Es curioso este concepto de «meras fotografías» porque da un nivel de protección a «obras» que «no son obras», mientras que un mero escrito, un mero relato, una mera noticia, una mera filmación, una mera lo que sea no tiene protección alguna, por el motivo que sea el legislador sí protege la «mera fotografía», esto es, toda fotografía que se tome tiene alguna protección (o de 70 años tras la muerte del autor -para simplificar- o 25 tras la toma de la foto, pero con menos derechos durante toda la vida de la misma), algo que no ocurre con el resto de «meras obras» que no llegan al nivel de las obras protegidas que cumplan con el artículo 10.1 de la LPI, esto es: «todas las creaciones originales literarias, artísticas o científicas expresadas por cualquier medio o soporte, tangible o intangible, actualmente conocido o que se invente en el futuro».

Como nos recuerda el abogado Javier González (PDF):

«[O]tras sentencias han caracterizado a las meras fotografias como aquellas que consisten en un simple proceso mecánico de capturar la imagen, aunque sea con gran precisión técnica, pero sin aportación original alguna por su parte (del autor)… de su autonomía y capacidad creativa, en orden a la elección del motivo, encuadre, contrastes, momento, contexto, revelado, etc., de modo que la proyección de la personalidad y capacidad creativa del autor cede ante la mera reproducción de la imagen, tal cual aparece en la realidad. En resumen, la fotografia como obra de la inteligencia de su autor, frente a la fotografia como mera captacion de la realidad, prescindiendo de cualesquiera técnicas u operaciones del autor que añadan un plus a esa captación.»

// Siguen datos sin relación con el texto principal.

//! Recording controller for capturing motion samples.
//!
//! Owns the recording flag and the sample buffer. Samples are only appended
//! while recording; stopping flushes the buffer through the CSV exporter.

use chrono::{DateTime, Utc};

use crate::recording::exporter_csv::CsvExporter;
use crate::recording::types::{ExportError, RecordingStatus, Sample, SampleBuffer, StopOutcome};

/// Records joint accelerometer/compass samples between start and stop.
#[derive(Debug)]
pub struct RecordingController {
    /// Current recording status
    status: RecordingStatus,
    /// Samples captured since the last successful export
    buffer: SampleBuffer,
    /// Writer for the channel files
    exporter: CsvExporter,
    /// When the current (or last unsaved) session started
    started_at: Option<DateTime<Utc>>,
}

impl RecordingController {
    /// Create a controller exporting through `exporter`.
    pub fn new(exporter: CsvExporter) -> Self {
        Self {
            status: RecordingStatus::Idle,
            buffer: SampleBuffer::new(),
            exporter,
            started_at: None,
        }
    }

    /// Create a controller exporting into the working directory.
    pub fn with_defaults() -> Self {
        Self::new(CsvExporter::in_working_dir())
    }

    /// Start recording. Does nothing if already recording.
    pub fn start(&mut self) {
        if self.status == RecordingStatus::Recording {
            return;
        }

        self.status = RecordingStatus::Recording;
        if self.started_at.is_none() {
            self.started_at = Some(Utc::now());
        }

        if self.buffer.is_empty() {
            tracing::info!("Started recording");
        } else {
            tracing::info!(
                "Started recording after {} unsaved samples",
                self.buffer.len()
            );
        }
    }

    /// Stop recording and flush buffered samples.
    ///
    /// The status is Idle once this returns, whatever the outcome. An empty
    /// buffer skips the export entirely. The buffer is cleared only when the
    /// export succeeds; on failure it is kept so that a later stop can retry.
    pub fn stop(&mut self) -> Result<StopOutcome, ExportError> {
        if self.status == RecordingStatus::Recording {
            tracing::info!("Stopped recording with {} samples", self.buffer.len());
        }
        self.status = RecordingStatus::Idle;

        if self.buffer.is_empty() {
            self.started_at = None;
            return Ok(StopOutcome::NothingToExport);
        }

        match self.exporter.export(self.buffer.as_slice()) {
            Ok(summary) => {
                self.buffer.clear();
                Ok(StopOutcome::Exported {
                    started_at: self.started_at.take(),
                    summary,
                })
            }
            Err(e) => {
                tracing::error!(
                    "Export failed, keeping {} samples: {}",
                    self.buffer.len(),
                    e
                );
                Err(e)
            }
        }
    }

    /// Append a sample if recording. Returns whether it was stored.
    pub fn record(&mut self, sample: Sample) -> bool {
        if self.status != RecordingStatus::Recording {
            return false;
        }

        self.buffer.push(sample);
        true
    }

    /// Drop any buffered samples without exporting them.
    pub fn discard(&mut self) {
        let dropped = self.buffer.len();
        self.buffer.clear();
        if self.status == RecordingStatus::Idle {
            self.started_at = None;
        }
        tracing::info!("Discarded {} unsaved samples", dropped);
    }

    /// Current recording status.
    pub fn status(&self) -> RecordingStatus {
        self.status
    }

    /// Whether samples are being captured.
    pub fn is_recording(&self) -> bool {
        self.status == RecordingStatus::Recording
    }

    /// Buffered samples.
    pub fn buffer(&self) -> &SampleBuffer {
        &self.buffer
    }

    /// Whether samples from a failed export are still waiting to be saved.
    pub fn has_unsaved_samples(&self) -> bool {
        self.status == RecordingStatus::Idle && !self.buffer.is_empty()
    }

    /// Start time of the current session.
    pub fn started_at(&self) -> Option<DateTime<Utc>> {
        self.started_at
    }

    /// Exporter used on stop.
    pub fn exporter(&self) -> &CsvExporter {
        &self.exporter
    }
}

impl Default for RecordingController {
    fn default() -> Self {
        Self::with_defaults()
    }
}
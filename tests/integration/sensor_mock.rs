//! Scripted sensor reader and display surface for integration tests.

use sensorlog::sensors::reader::SensorReader;
use sensorlog::sensors::types::{Capability, ReadResult, Reading, SensorError};
use sensorlog::ui::DisplaySurface;
use std::collections::{HashMap, VecDeque};

/// Sensor reader replaying scripted results, one per tick.
///
/// Once a script runs out the capability reports Unavailable.
#[derive(Default)]
pub struct MockSensorReader {
    accelerometer: VecDeque<ReadResult>,
    compass: VecDeque<ReadResult>,
}

impl MockSensorReader {
    pub fn new() -> Self {
        Self::default()
    }

    /// Queue one tick's results.
    pub fn push(&mut self, accelerometer: ReadResult, compass: ReadResult) -> &mut Self {
        self.accelerometer.push_back(accelerometer);
        self.compass.push_back(compass);
        self
    }

    /// Queue a tick where both capabilities return full readings.
    pub fn push_readings(&mut self, accelerometer: [f64; 3], compass: [f64; 3]) -> &mut Self {
        let [ax, ay, az] = accelerometer;
        let [cx, cy, cz] = compass;
        self.push(Ok(Reading::new(ax, ay, az)), Ok(Reading::new(cx, cy, cz)))
    }
}

impl SensorReader for MockSensorReader {
    fn read_accelerometer(&mut self) -> ReadResult {
        self.accelerometer
            .pop_front()
            .unwrap_or(Err(SensorError::Unavailable(Capability::Accelerometer)))
    }

    fn read_compass(&mut self) -> ReadResult {
        self.compass
            .pop_front()
            .unwrap_or(Err(SensorError::Unavailable(Capability::Compass)))
    }

    fn name(&self) -> &str {
        "mock"
    }
}

/// Display surface recording the last text per capability.
#[derive(Default)]
pub struct RecordingSurface {
    pub texts: HashMap<Capability, String>,
    pub updates: usize,
}

impl DisplaySurface for RecordingSurface {
    fn set_text(&mut self, capability: Capability, text: String) {
        self.updates += 1;
        self.texts.insert(capability, text);
    }
}
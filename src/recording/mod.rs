//! Recording module for motion sample capture and export.

pub mod exporter_csv;
pub mod recorder;
pub mod types;

pub use exporter_csv::CsvExporter;
pub use recorder::RecordingController;
pub use types::{ExportError, ExportSummary, RecordingStatus, Sample, SampleBuffer, StopOutcome};
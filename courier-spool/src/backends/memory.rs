use std::{
    collections::HashMap,
    io::Cursor,
    sync::{Arc, PoisonError, RwLock},
};

use async_trait::async_trait;

use crate::{
    error::{Result, SpoolError},
    store::{BodyStream, MessageStore},
    types::SpooledMessageId,
};

/// In-memory backing store.
///
/// Bodies live in a `HashMap` behind an `RwLock`. Primarily intended for
/// tests and transient setups; it additionally journals every deletion
/// so callers can inspect terminal outcomes.
///
/// # Concurrency
/// Poisoned locks are recovered by taking the inner data: a panicking
/// reader cannot corrupt a map of immutable bodies.
#[derive(Debug, Clone, Default)]
pub struct MemoryStore {
    bodies: Arc<RwLock<HashMap<SpooledMessageId, Arc<[u8]>>>>,
    deletions: Arc<RwLock<Vec<SpooledMessageId>>>,
}

impl MemoryStore {
    #[must_use]
    pub fn new() -> Self {
        Self::default()
    }

    /// Store a body under `id`, replacing any previous one.
    pub fn insert(&self, id: SpooledMessageId, body: impl Into<Vec<u8>>) {
        self.bodies
            .write()
            .unwrap_or_else(PoisonError::into_inner)
            .insert(id, Arc::from(body.into()));
    }

    /// The ids deleted so far, in deletion order.
    #[must_use]
    pub fn deletions(&self) -> Vec<SpooledMessageId> {
        self.deletions
            .read()
            .unwrap_or_else(PoisonError::into_inner)
            .clone()
    }

    /// The number of messages currently stored.
    #[must_use]
    pub fn len(&self) -> usize {
        self.bodies
            .read()
            .unwrap_or_else(PoisonError::into_inner)
            .len()
    }

    #[must_use]
    pub fn is_empty(&self) -> bool {
        self.len() == 0
    }
}

#[async_trait]
impl MessageStore for MemoryStore {
    async fn open_body(&self, id: &SpooledMessageId) -> Result<BodyStream> {
        let body = self
            .bodies
            .read()
            .unwrap_or_else(PoisonError::into_inner)
            .get(id)
            .map(Arc::clone)
            .ok_or_else(|| SpoolError::NotFound(id.clone()))?;

        Ok(Box::new(Cursor::new(body)))
    }

    async fn delete(&self, id: &SpooledMessageId) -> Result<()> {
        self.bodies
            .write()
            .unwrap_or_else(PoisonError::into_inner)
            .remove(id)
            .ok_or_else(|| SpoolError::NotFound(id.clone()))?;

        self.deletions
            .write()
            .unwrap_or_else(PoisonError::into_inner)
            .push(id.clone());

        Ok(())
    }
}
//! Error types for storage operations.

use std::io;

use thiserror::Error;

use crate::SpooledMessageId;

/// Failures surfaced by a [`MessageStore`](crate::MessageStore)
/// implementation.
#[derive(Debug, Error)]
pub enum SpoolError {
    /// I/O against the backing medium failed.
    #[error("I/O error: {0}")]
    Io(#[from] io::Error),

    /// The message is not (or no longer) in the store.
    #[error("message not found: {0}")]
    NotFound(SpooledMessageId),
}

/// Specialized `Result` type for storage operations.
pub type Result<T> = std::result::Result<T, SpoolError>;
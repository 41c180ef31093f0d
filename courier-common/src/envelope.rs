use serde::{Deserialize, Serialize};

use crate::address::{Address, AddressList};

/// The envelope of a queued message: the sender and the ordered set of
/// recipients it should be delivered to.
///
/// Envelopes are immutable once built; the delivery core only reads
/// them.
#[derive(Clone, Debug, PartialEq, Eq, Serialize, Deserialize)]
pub struct Envelope {
    sender: Address,
    recipients: AddressList,
}

impl Envelope {
    #[must_use]
    pub fn new(sender: Address, recipients: impl Into<AddressList>) -> Self {
        Self {
            sender,
            recipients: recipients.into(),
        }
    }

    /// The envelope sender for this message.
    #[must_use]
    pub const fn sender(&self) -> &Address {
        &self.sender
    }

    /// The envelope recipients for this message.
    #[must_use]
    pub const fn recipients(&self) -> &AddressList {
        &self.recipients
    }
}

Esta distinción de lo que es arte o no lo es, esto es, de lo protegido por la Ley de Propiedad Intelectual o lo que no la protege, existe en todas las creaciones, sean o no fotografías, el elemento diferenciador del arte de la cámara está en que la ley también protege las fotografías que no considera obras de arte (o literarias o científicas), mientras que, por ejemplo, un dibujo de un niño que no es famoso ni nada, un trabajo escolar que no innova (la gran mayoría, y no hablo de los plagios), etcétera, no tienen ningún tipo de protección, absolutamente ninguno, a no ser que se consideren obras según ese artículo 10 de la LPI que mencionaba antes, o sea, yo podría sacar un libro con todas las respuestas de los exámenes de los alumnos de mi padre y no podrían decir que vulnero su propiedad intelectual (más aun, la compilación, los comentarios jocosos sobre los mismos y demás me darían los derechos a mí sobre el compilado total, como obra completa). O todo o nada, salvo para las fotografías. Esto juega a favor y en contra de las mismas (como diré más adelante).

La preocupación de José Pujol en su entrada («[m]e pregunto qué va a pasar a partir de ahora. El fotógrafo ya se encontraba indefenso a la hora de defender su trabajo y su obra y esta sentencia del Tribunal Supremo es otro nudo más en la soga que aprieta el cuello de esta moribunda profesión», dice) es legítima en todo sentido, entiendo la misma, pero habría que comenzar diciendo algo que EFE olvida en su nota, y que poco he visto en el resto de noticias que tratan el tema: Esta situación existe desde hace mucho, y sí, es un nudo en el cuello de los fotógrafos constante, no es algo nuevo (por más que algunos se sorprendan). Y sí, debería reformarse para proteger mejor a los fotoperiodistas y a los fotógrafos profesionales en general. Pero la sentencia del Supremo no cambia nada en realidad. Tranquilidad por ese lado.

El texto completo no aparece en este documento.